(Exercise description) One range is to be output from the listing below, exactly as written: the line with "filename crates/polyrun-runners/src/location/bundle_dir.rs" to the line with "let name = path.to_string_lossy();", both kept.

(Available data)
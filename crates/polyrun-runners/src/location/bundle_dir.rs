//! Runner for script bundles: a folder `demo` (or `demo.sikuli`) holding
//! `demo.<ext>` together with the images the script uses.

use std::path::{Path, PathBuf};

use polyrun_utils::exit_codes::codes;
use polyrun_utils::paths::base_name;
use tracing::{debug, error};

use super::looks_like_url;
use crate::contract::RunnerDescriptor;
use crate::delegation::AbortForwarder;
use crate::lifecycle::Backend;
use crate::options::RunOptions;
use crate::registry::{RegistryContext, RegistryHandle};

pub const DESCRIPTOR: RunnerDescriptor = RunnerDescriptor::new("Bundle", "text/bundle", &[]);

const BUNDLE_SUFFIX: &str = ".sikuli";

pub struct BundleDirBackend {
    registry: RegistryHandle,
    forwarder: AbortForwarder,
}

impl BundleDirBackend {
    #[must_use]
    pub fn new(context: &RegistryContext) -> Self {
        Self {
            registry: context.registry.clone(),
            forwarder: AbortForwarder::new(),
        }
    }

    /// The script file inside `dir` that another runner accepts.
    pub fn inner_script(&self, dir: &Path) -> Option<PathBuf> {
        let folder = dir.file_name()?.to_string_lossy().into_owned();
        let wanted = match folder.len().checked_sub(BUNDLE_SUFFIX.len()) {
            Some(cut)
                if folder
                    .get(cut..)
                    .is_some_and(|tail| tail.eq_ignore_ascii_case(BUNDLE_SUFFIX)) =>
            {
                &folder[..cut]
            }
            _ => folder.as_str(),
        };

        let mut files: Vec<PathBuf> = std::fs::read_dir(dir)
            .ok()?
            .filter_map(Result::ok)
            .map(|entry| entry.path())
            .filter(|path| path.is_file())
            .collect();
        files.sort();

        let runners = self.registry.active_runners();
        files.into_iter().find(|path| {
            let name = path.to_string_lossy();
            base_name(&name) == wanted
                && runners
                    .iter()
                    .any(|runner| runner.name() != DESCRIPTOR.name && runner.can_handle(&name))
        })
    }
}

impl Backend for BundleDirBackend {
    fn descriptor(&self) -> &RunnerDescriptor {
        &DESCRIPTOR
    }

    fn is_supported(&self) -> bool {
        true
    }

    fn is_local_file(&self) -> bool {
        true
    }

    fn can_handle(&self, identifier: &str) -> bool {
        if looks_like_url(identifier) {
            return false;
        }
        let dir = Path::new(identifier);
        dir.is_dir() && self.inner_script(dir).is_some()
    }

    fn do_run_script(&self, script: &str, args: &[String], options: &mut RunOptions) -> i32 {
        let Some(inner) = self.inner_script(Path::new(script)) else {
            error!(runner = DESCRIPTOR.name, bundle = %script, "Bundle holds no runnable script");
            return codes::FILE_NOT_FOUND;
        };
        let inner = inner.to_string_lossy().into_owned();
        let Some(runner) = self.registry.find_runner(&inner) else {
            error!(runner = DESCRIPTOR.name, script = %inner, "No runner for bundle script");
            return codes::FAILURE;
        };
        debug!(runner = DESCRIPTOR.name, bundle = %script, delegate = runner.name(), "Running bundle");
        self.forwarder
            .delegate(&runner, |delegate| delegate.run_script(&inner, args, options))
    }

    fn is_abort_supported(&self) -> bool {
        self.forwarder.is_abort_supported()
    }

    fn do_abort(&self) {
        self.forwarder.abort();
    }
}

* * *

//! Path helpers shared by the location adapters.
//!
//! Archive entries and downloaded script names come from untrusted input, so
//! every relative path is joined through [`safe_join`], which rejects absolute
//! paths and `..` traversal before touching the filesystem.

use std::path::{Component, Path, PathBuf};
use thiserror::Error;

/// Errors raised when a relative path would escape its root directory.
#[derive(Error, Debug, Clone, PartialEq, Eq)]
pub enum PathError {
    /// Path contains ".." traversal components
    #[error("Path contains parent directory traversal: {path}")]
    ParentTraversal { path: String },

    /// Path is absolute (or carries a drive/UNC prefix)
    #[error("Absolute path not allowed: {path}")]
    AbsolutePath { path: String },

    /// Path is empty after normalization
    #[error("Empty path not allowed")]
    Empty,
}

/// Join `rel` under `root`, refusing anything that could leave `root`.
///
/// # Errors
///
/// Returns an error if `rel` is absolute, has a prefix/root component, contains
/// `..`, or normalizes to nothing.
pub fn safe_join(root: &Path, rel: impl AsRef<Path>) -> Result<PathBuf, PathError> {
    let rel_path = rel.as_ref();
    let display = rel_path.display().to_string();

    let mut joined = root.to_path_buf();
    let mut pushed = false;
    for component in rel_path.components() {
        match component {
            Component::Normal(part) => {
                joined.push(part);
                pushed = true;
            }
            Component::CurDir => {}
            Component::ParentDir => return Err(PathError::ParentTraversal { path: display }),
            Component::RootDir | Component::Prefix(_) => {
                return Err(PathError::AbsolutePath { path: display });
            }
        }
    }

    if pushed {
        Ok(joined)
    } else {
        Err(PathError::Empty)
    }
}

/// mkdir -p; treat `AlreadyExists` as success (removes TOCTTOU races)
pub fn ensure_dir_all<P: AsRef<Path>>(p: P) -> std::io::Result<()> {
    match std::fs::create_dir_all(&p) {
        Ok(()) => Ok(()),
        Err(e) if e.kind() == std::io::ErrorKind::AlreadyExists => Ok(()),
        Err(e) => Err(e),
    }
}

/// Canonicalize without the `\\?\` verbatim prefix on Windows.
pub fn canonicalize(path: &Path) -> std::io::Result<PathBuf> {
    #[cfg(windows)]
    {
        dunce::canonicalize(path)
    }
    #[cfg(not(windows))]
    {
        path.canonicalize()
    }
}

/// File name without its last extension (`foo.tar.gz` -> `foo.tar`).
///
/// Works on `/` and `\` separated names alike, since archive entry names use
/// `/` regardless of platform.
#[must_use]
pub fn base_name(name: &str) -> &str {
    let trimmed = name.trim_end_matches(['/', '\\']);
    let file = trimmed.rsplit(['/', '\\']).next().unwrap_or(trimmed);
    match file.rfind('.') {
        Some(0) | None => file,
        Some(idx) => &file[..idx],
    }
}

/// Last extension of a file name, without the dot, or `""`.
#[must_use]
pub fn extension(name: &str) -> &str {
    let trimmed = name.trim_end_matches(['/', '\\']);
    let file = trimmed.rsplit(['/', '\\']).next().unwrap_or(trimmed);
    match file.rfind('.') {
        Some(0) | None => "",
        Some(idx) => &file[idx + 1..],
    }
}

(Solution)
filename crates/polyrun-runners/src/location/bundle_dir.rs
//! Runner for script bundles: a folder `demo` (or `demo.sikuli`) holding
//! `demo.<ext>` together with the images the script uses.

use std::path::{Path, PathBuf};

use polyrun_utils::exit_codes::codes;
use polyrun_utils::paths::base_name;
use tracing::{debug, error};

use super::looks_like_url;
use crate::contract::RunnerDescriptor;
use crate::delegation::AbortForwarder;
use crate::lifecycle::Backend;
use crate::options::RunOptions;
use crate::registry::{RegistryContext, RegistryHandle};

pub const DESCRIPTOR: RunnerDescriptor = RunnerDescriptor::new("Bundle", "text/bundle", &[]);

const BUNDLE_SUFFIX: &str = ".sikuli";

pub struct BundleDirBackend {
    registry: RegistryHandle,
    forwarder: AbortForwarder,
}

impl BundleDirBackend {
    #[must_use]
    pub fn new(context: &RegistryContext) -> Self {
        Self {
            registry: context.registry.clone(),
            forwarder: AbortForwarder::new(),
        }
    }

    /// The script file inside `dir` that another runner accepts.
    pub fn inner_script(&self, dir: &Path) -> Option<PathBuf> {
        let folder = dir.file_name()?.to_string_lossy().into_owned();
        let wanted = match folder.len().checked_sub(BUNDLE_SUFFIX.len()) {
            Some(cut)
                if folder
                    .get(cut..)
                    .is_some_and(|tail| tail.eq_ignore_ascii_case(BUNDLE_SUFFIX)) =>
            {
                &folder[..cut]
            }
            _ => folder.as_str(),
        };

        let mut files: Vec<PathBuf> = std::fs::read_dir(dir)
            .ok()?
            .filter_map(Result::ok)
            .map(|entry| entry.path())
            .filter(|path| path.is_file())
            .collect();
        files.sort();

        let runners = self.registry.active_runners();
        files.into_iter().find(|path| {
            let name = path.to_string_lossy();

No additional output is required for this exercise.